Background and Purpose—

ECP (eosinophil cationic protein) is a marker of eosinophil activity and degranulation, which has been linked to atherosclerosis and cardiovascular disease. We examined the relationship between ECP, carotid plaque, and incidence of stroke in a prospective population-based cohort.

Methods—

The subjects participated in the Malmö Diet and Cancer Study between 1991 and 1994. A total of 4706 subjects with no history of stroke were included (40% men; mean age, 57.5 years). Carotid plaque was determined by B-mode ultrasound of the right carotid artery. Incidence of stroke was followed up during a mean period of 16.5 years in relation to plasma ECP levels.

Results—

Subjects in the third tertile (versus first tertile) of ECP tended to have higher prevalence of carotid plaque (odds ratio: 1.18; 95% confidence interval: 1.003–1.39; P=0.044 after multivariate adjustments). A total of 258 subjects were diagnosed with ischemic stroke (IS) during follow-up. ECP was associated with increased incidence of IS after risk factor adjustment (hazard ratio, 1.57; 95% confidence interval: 1.13–2.18; for third versus first tertile; P=0.007).
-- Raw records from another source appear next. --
//! Untrusted external payment forwarder (boundary collaborator)

pub mod forwarder;

pub use forwarder::Forwarder;
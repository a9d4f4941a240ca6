//! External payment forwarder (untrusted collaborator)
//!
//! Splits a single inbound payment across a recipient list. This helper
//! sits outside the trusted core and the engine assumes nothing about it:
//! it performs no check that the inbound payment equals the declared sum,
//! it is not authenticated, and any surplus stays on its own balance
//! where a later caller can claim it with a recipient list of their
//! choosing. Designs built on it must not rely on its balance being zero
//! between calls.

use crate::crypto::Address;
use crate::ledger::{Ledger, LedgerTransaction};
use crate::wallet::WalletError;

/// Unauthenticated multi-recipient payment splitter
#[derive(Debug, Clone)]
pub struct Forwarder {
    address: Address,
}

impl Forwarder {
    /// Create a forwarder that keeps its balance at `address`
    pub fn new(address: Address) -> Self {
        Self { address }
    }

    /// The forwarder's own ledger address
    pub fn address(&self) -> Address {
        self.address
    }

    /// Funds currently held by the forwarder
    pub fn held_balance<L: Ledger + ?Sized>(&self, ledger: &L) -> u128 {
        ledger.balance(&self.address)
    }

    /// Forward `attached` value from `caller` across the recipient list.
    ///
    /// Pays recipients from the forwarder's entire balance, including any
    /// surplus left by earlier callers. A mid-list failure reverts the
    /// whole call; a successful call keeps whatever was not paid out.
    pub fn batch<L: Ledger + ?Sized>(
        &self,
        ledger: &mut L,
        caller: &Address,
        recipients: &[Address],
        values: &[u128],
        attached: u128,
    ) -> Result<(), WalletError> {
        if recipients.is_empty() || recipients.len() != values.len() {
            return Err(WalletError::BatchLengthMismatch {
                recipients: recipients.len(),
                values: values.len(),
            });
        }

        let mut tx = LedgerTransaction::new(ledger);
        if attached > 0 {
            tx.debit(caller, attached)?;
            tx.credit(&self.address, attached)?;
        }

        for (recipient, value) in recipients.iter().zip(values) {
            tx.debit(&self.address, *value)?;
            tx.credit(recipient, *value)?;
        }
        tx.commit();
        Ok(())
    }
}

#[cfg(test)]
mod tests {
    use super::*;
    use crate::crypto::KeyPair;
    use crate::ledger::MemoryLedger;

    fn addr() -> Address {
        KeyPair::generate().address()
    }

    #[test]
    fn test_exact_split_leaves_nothing() {
        let mut ledger = MemoryLedger::new();
        let forwarder = Forwarder::new(addr());
        let caller = addr();
        let (r1, r2) = (addr(), addr());
        ledger.deposit(&caller, 10).unwrap();

        forwarder
            .batch(&mut ledger, &caller, &[r1, r2], &[4, 6], 10)
            .unwrap();

        assert_eq!(ledger.balance(&r1), 4);
        assert_eq!(ledger.balance(&r2), 6);
        assert_eq!(forwarder.held_balance(&ledger), 0);
    }

    #[test]
    fn test_surplus_remains_claimable_by_anyone() {
        let mut ledger = MemoryLedger::new();
        let forwarder = Forwarder::new(addr());
        let caller = addr();
        let recipients: Vec<Address> = (0..5).map(|_| addr()).collect();
        let values = [1u128, 1, 1, 1, 1];
        ledger.deposit(&caller, 10).unwrap();

        // Total attached (10) exceeds the declared sum (5); the surplus
        // is not refunded, it accrues to the forwarder
        forwarder
            .batch(&mut ledger, &caller, &recipients, &values, 10)
            .unwrap();
        assert_eq!(forwarder.held_balance(&ledger), 5);

        // A second, unauthenticated caller drains it with zero attached
        let attacker = addr();
        let attacker_sink = addr();
        forwarder
            .batch(&mut ledger, &attacker, &[attacker_sink], &[5], 0)
            .unwrap();

        assert_eq!(ledger.balance(&attacker_sink), 5);
        assert_eq!(forwarder.held_balance(&ledger), 0);
    }

    #[test]
    fn test_reverts_whole_call_on_recipient_failure() {
        let mut ledger = MemoryLedger::new();
        let forwarder = Forwarder::new(addr());
        let caller = addr();
        let (r1, r2) = (addr(), addr());
        ledger.deposit(&caller, 10).unwrap();
        ledger.set_rejecting(&r2, true);

        let err = forwarder
            .batch(&mut ledger, &caller, &[r1, r2], &[4, 6], 10)
            .unwrap_err();
        assert!(matches!(err, WalletError::RecipientTransferFailed(_)));

        assert_eq!(ledger.balance(&caller), 10);
        assert_eq!(ledger.balance(&r1), 0);
        assert_eq!(forwarder.held_balance(&ledger), 0);
    }

    #[test]
    fn test_insufficient_forwarded_budget() {
        let mut ledger = MemoryLedger::new();
        let forwarder = Forwarder::new(addr());
        let caller = addr();
        ledger.deposit(&caller, 3).unwrap();

        // Declared values exceed attached + held balance
        let err = forwarder
            .batch(&mut ledger, &caller, &[addr(), addr()], &[2, 3], 3)
            .unwrap_err();
        assert!(matches!(err, WalletError::InsufficientFunds { .. }));
        assert_eq!(ledger.balance(&caller), 3);
    }

    #[test]
    fn test_rejects_mismatched_lists() {
        let mut ledger = MemoryLedger::new();
        let forwarder = Forwarder::new(addr());
        let caller = addr();

        let err = forwarder
            .batch(&mut ledger, &caller, &[addr()], &[1, 2], 3)
            .unwrap_err();
        assert!(matches!(err, WalletError::BatchLengthMismatch { .. }));
    }
}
High ECP was associated with increased risk of IS in subjects with carotid plaque. The risk factor–adjusted hazard ratio for IS was 1.86 (95% confidence interval: 1.32–2.63) in subjects with carotid plaque and ECP in the top tertile, compared with those without plaque and ECP in the first or second tertiles.

Conclusions—

High ECP is associated with increased incidence of IS. The association between ECP and IS was also present in the subgroup with carotid plaque.